Analyze performance between the human and AI screening.
Source:R/screen_analyzer.R
screen_analyzer.Rd
When both the human and AI title and abstract screening has been done, this function
allows you to calculate performance measures of the screening, including the overall
accuracy, specificity and sensitivity of the screening, as well as
inter-rater reliability kappa statistics.
Arguments
- x
An object of either class
'gpt'
or'chatgpt'
or a dataset of either class'gpt_tbl'
,'chatgpt_tbl'
, or'gpt_agg_tbl'
- human_decision
Indicate the variable in the data that contains the human_decision. This variable must be numeric, containing 1 (for included references) and 0 (for excluded references) only.
- key_result
Logical indicating if only the raw agreement, recall, and specificity measures should be returned. Default is
TRUE
.
Value
A tibble
with screening performance measures.
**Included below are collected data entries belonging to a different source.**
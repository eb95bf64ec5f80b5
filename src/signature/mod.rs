//! Signature primitive used to mint participant credentials.
//!
//! - [`eddsa`] — Ed25519 Schnorr signing with fresh nonces

pub mod eddsa;

pub use eddsa::{verify, KeyPair, PublicKey, Signature};
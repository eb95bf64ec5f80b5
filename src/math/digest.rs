//! SHA-256 hex digests and wall-clock timestamps.

use chrono::Utc;
use sha2::{Digest, Sha256};

/// SHA-256 over `input`, as 64 lowercase hex characters.
pub fn sha256_hex(input: impl AsRef<[u8]>) -> String {
    hex::encode(Sha256::digest(input.as_ref()))
}

/// Current time as fractional seconds since the Unix epoch (microsecond resolution).
pub fn unix_timestamp() -> f64 {
    Utc::now().timestamp_micros() as f64 / 1_000_000.0
}

#[cfg(test)]
mod tests {
    use super::*;

    #[test]
    fn test_sha256_known_vector() {
        assert_eq!(
            sha256_hex(""),
            "e3b0c44298fc1c149afbf4c8996fb92427ae41e4649b934ca495991b7852b855"
        );
    }

    #[test]
    fn test_sha256_hex_shape() {
        let d = sha256_hex("Genesis block");
        assert_eq!(d.len(), 64);
        assert!(d.chars().all(|c| c.is_ascii_hexdigit() && !c.is_ascii_uppercase()));
    }

    #[test]
    fn test_timestamp_is_recent() {
        // 2020-01-01T00:00:00Z
        assert!(unix_timestamp() > 1_577_836_800.0);
    }
}
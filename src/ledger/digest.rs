//! Block digests used for chain linkage.
//!
//! The default digest covers only `(timestamp, preceding_digest, details)`,
//! which leaves the model-update payload outside the chain linkage: a payload
//! can be rewritten without breaking the next block's `preceding_digest`.
//! [`DigestPolicy::IncludePayload`] closes that gap.

use serde::{Deserialize, Serialize};

use super::block::Block;
use crate::math::sha256_hex;

/// Which block fields feed the linkage digest.
#[derive(Clone, Copy, Debug, Default, PartialEq, Eq, Serialize, Deserialize)]
#[serde(rename_all = "snake_case")]
pub enum DigestPolicy {
    /// `timestamp || preceding_digest || details` only
    #[default]
    ExcludePayload,
    /// Also the length-prefixed participant id and weight vector
    IncludePayload,
}

/// Deterministic SHA-256 hex digest of `block` under `policy`.
pub fn digest_of(block: &Block, policy: DigestPolicy) -> String {
    let mut record = format!(
        "{}{}{}",
        block.timestamp, block.preceding_digest, block.details
    );

    if policy == DigestPolicy::IncludePayload {
        if let Some(payload) = &block.payload {
            // Fixed-width length prefixes keep id and weight bytes from
            // being shifted across the field boundary.
            record.push_str(&format!("{:016x}", payload.participant_id.len()));
            record.push_str(&payload.participant_id);
            record.push_str(&format!("{:016x}", payload.model_update.len()));
            for weight in &payload.model_update {
                record.push_str(&hex::encode(weight.to_le_bytes()));
            }
        }
    }

    sha256_hex(record)
}
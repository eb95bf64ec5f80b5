//! EdDSA-shaped Schnorr signatures over Ed25519.
//!
//! Keys and signatures follow the usual algebra:
//!
//! - key: `a = SHA-512(seed) mod l`, `A = a·B`
//! - sign: `R = r·B`, `c = SHA-512(R || A || m) mod l`, `S = r + c·a mod l`
//! - verify: `S·B == R + c·A`
//!
//! The nonce `r` is drawn fresh from the OS RNG on every call, so signing the
//! same message twice yields two different (both valid) signatures.

use std::fmt;

use curve25519_dalek::edwards::{CompressedEdwardsY, EdwardsPoint};
use curve25519_dalek::scalar::Scalar;
use rand::rngs::OsRng;
use rand::RngCore;
use serde::{Deserialize, Serialize};
use sha2::{Digest, Sha512};

/// Compressed public commitment `A = a·B`.
#[derive(Clone, Copy, Debug, PartialEq, Eq, Hash, Serialize, Deserialize)]
pub struct PublicKey(pub [u8; 32]);

impl PublicKey {
    /// Hex encoding of the compressed point.
    pub fn to_hex(&self) -> String {
        hex::encode(self.0)
    }

    fn decompress(&self) -> Option<EdwardsPoint> {
        CompressedEdwardsY(self.0).decompress()
    }
}

/// Signature pair `(R, S)`: compressed nonce commitment and response scalar.
#[derive(Clone, Copy, Debug, PartialEq, Eq, Serialize, Deserialize)]
pub struct Signature {
    /// Compressed nonce commitment `R = r·B`
    pub commitment: [u8; 32],
    /// Response scalar `S = r + c·a`, little-endian
    pub response: [u8; 32],
}

/// Issuing key pair.
///
/// The private scalar never leaves this type; callers only see signatures
/// and the [`PublicKey`].
#[derive(Clone)]
pub struct KeyPair {
    secret: Scalar,
    public: EdwardsPoint,
}

impl KeyPair {
    /// Generate a key pair from a fresh 256-bit OS-random seed.
    pub fn generate() -> Self {
        let mut seed = [0u8; 32];
        OsRng.fill_bytes(&mut seed);
        Self::from_seed(&seed)
    }

    /// Deterministically derive a key pair from a 256-bit seed.
    pub fn from_seed(seed: &[u8; 32]) -> Self {
        let secret = Scalar::from_bytes_mod_order_wide(&sha512_wide(&[seed]));
        let public = EdwardsPoint::mul_base(&secret);
        Self { secret, public }
    }

    /// The public commitment for this key pair.
    pub fn public_key(&self) -> PublicKey {
        PublicKey(self.public.compress().to_bytes())
    }

    /// Sign `message` with a fresh random nonce.
    pub fn sign(&self, message: &[u8]) -> Signature {
        let mut nonce_bytes = [0u8; 64];
        OsRng.fill_bytes(&mut nonce_bytes);
        let nonce = Scalar::from_bytes_mod_order_wide(&nonce_bytes);

        let commitment = EdwardsPoint::mul_base(&nonce).compress().to_bytes();
        let challenge = challenge(&commitment, &self.public_key(), message);
        let response = nonce + challenge * self.secret;

        Signature {
            commitment,
            response: response.to_bytes(),
        }
    }
}

impl fmt::Debug for KeyPair {
    fn fmt(&self, f: &mut fmt::Formatter<'_>) -> fmt::Result {
        f.debug_struct("KeyPair")
            .field("public", &self.public_key().to_hex())
            .finish_non_exhaustive()
    }
}

/// Verify `signature` over `message` against `public`.
///
/// Returns `false` for any malformed input: a point that does not decompress
/// or a non-canonical response scalar.
pub fn verify(public: &PublicKey, message: &[u8], signature: &Signature) -> bool {
    let Some(public_point) = public.decompress() else {
        return false;
    };
    let Some(commitment_point) = CompressedEdwardsY(signature.commitment).decompress() else {
        return false;
    };
    let Some(response) = Option::<Scalar>::from(Scalar::from_canonical_bytes(signature.response))
    else {
        return false;
    };

    let challenge = challenge(&signature.commitment, public, message);
    EdwardsPoint::mul_base(&response) == commitment_point + public_point * challenge
}

fn challenge(commitment: &[u8; 32], public: &PublicKey, message: &[u8]) -> Scalar {
    Scalar::from_bytes_mod_order_wide(&sha512_wide(&[commitment, &public.0, message]))
}

fn sha512_wide(parts: &[&[u8]]) -> [u8; 64] {
    let mut hasher = Sha512::new();
    for part in parts {
        hasher.update(part);
    }
    let mut wide = [0u8; 64];
    wide.copy_from_slice(&hasher.finalize());
    wide
}
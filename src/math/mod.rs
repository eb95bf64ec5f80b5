//! Mathematical primitives for Ledger-FL.
//!
//! - [`norms`] — distance computations between weight vectors
//! - [`digest`] — SHA-256 hex digests shared by the ledger and registry

pub mod digest;
pub mod norms;

pub use digest::{sha256_hex, unix_timestamp};
pub use norms::linf_distance;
The tibble
includes the following variables:
promptid | integer | indicating the prompt ID. |
model | character | indicating the specific gpt-model used. |
reps | integer | indicating the number of times the same question was sent to GPT server. |
top_p | numeric | indicating the applied top_p. |
n_screened | integer | indicating the number of screened references. |
n_missing | numeric | indicating the number of missing responses. |
n_refs | integer | indicating the total number of references expected to be screened for the given condition. |
human_in_gpt_ex | numeric | indicating the number of references included by humans and excluded by gpt. |
human_ex_gpt_in | numeric | indicating the number of references excluded by humans and included by gpt. |
human_in_gpt_in | numeric | indicating the number of references included by humans and included by gpt. |
human_ex_gpt_ex | numeric | indicating the number of references excluded by humans and excluded by gpt. |
accuracy | numeric | indicating the overall percent disagreement between human and gpt (Gartlehner et al., 2019). |
p_agreement | numeric | indicating the overall percent agreement between human and gpt. |
precision | numeric | "measures the ability to include only articles that should be included" (Syriani et al., 2023). |
recall | numeric | "measures the ability to include all articles that should be included" (Syriani et al., 2023). |
npv | numeric | Negative predictive value (NPV) "measures the ability to exclude only articles that should be excluded" (Syriani et al., 2023). |
specificity | numeric | "measures the ability to exclude all articles that should be excluded" (Syriani et al., 2023). |
bacc | numeric | "capture the accuracy of deciding both inclusion and exclusion classes" (Syriani et al., 2023). |
F2 | numeric | F-measure that "consider the cost of getting false negatives twice as costly as getting false positives" (Syriani et al., 2023). |
mcc | numeric | indicating percent agreement for excluded references (Gartlehner et al., 2019). |
irr | numeric | indicating the inter-rater reliability as described in McHugh (2012). |
se_irr | numeric | indicating standard error for the inter-rater reliability. |
cl_irr | numeric | indicating lower confidence interval for the inter-rater reliability. |
cu_irr | numeric | indicating upper confidence interval for the inter-rater reliability. |
level_of_agreement | character | interpretation of the inter-rater reliability as suggested by McHugh (2012). |
References
Gartlehner, G., Wagner, G., Lux, L., Affengruber, L., Dobrescu, A., Kaminski-Hartenthaler, A., & Viswanathan, M. (2019). Assessing the accuracy of machine-assisted abstract screening with DistillerAI: a user study. Systematic Reviews, 8(1), 277. doi:10.1186/s13643-019-1221-3
McHugh, M. L. (2012). Interrater reliability: The kappa statistic. Biochemia Medica, 22(3), 276-282. https://pubmed.ncbi.nlm.nih.gov/23092060/
Syriani, E., David, I., & Kumar, G. (2023). Assessing the Ability of ChatGPT to Screen Articles for Systematic Reviews. ArXiv Preprint ArXiv:2307.06464.
Examples
if (FALSE) { # \dontrun{
library(future)
set_api_key()
prompt <- "Is this study about a Functional Family Therapy (FFT) intervention?"
plan(multisession)
res <- tabscreen_gpt(
data = filges2015_dat[1:2,],
prompt = prompt,
studyid = studyid,
title = title,
abstract = abstract
)
plan(sequential)
res |> screen_analyzer()
} # }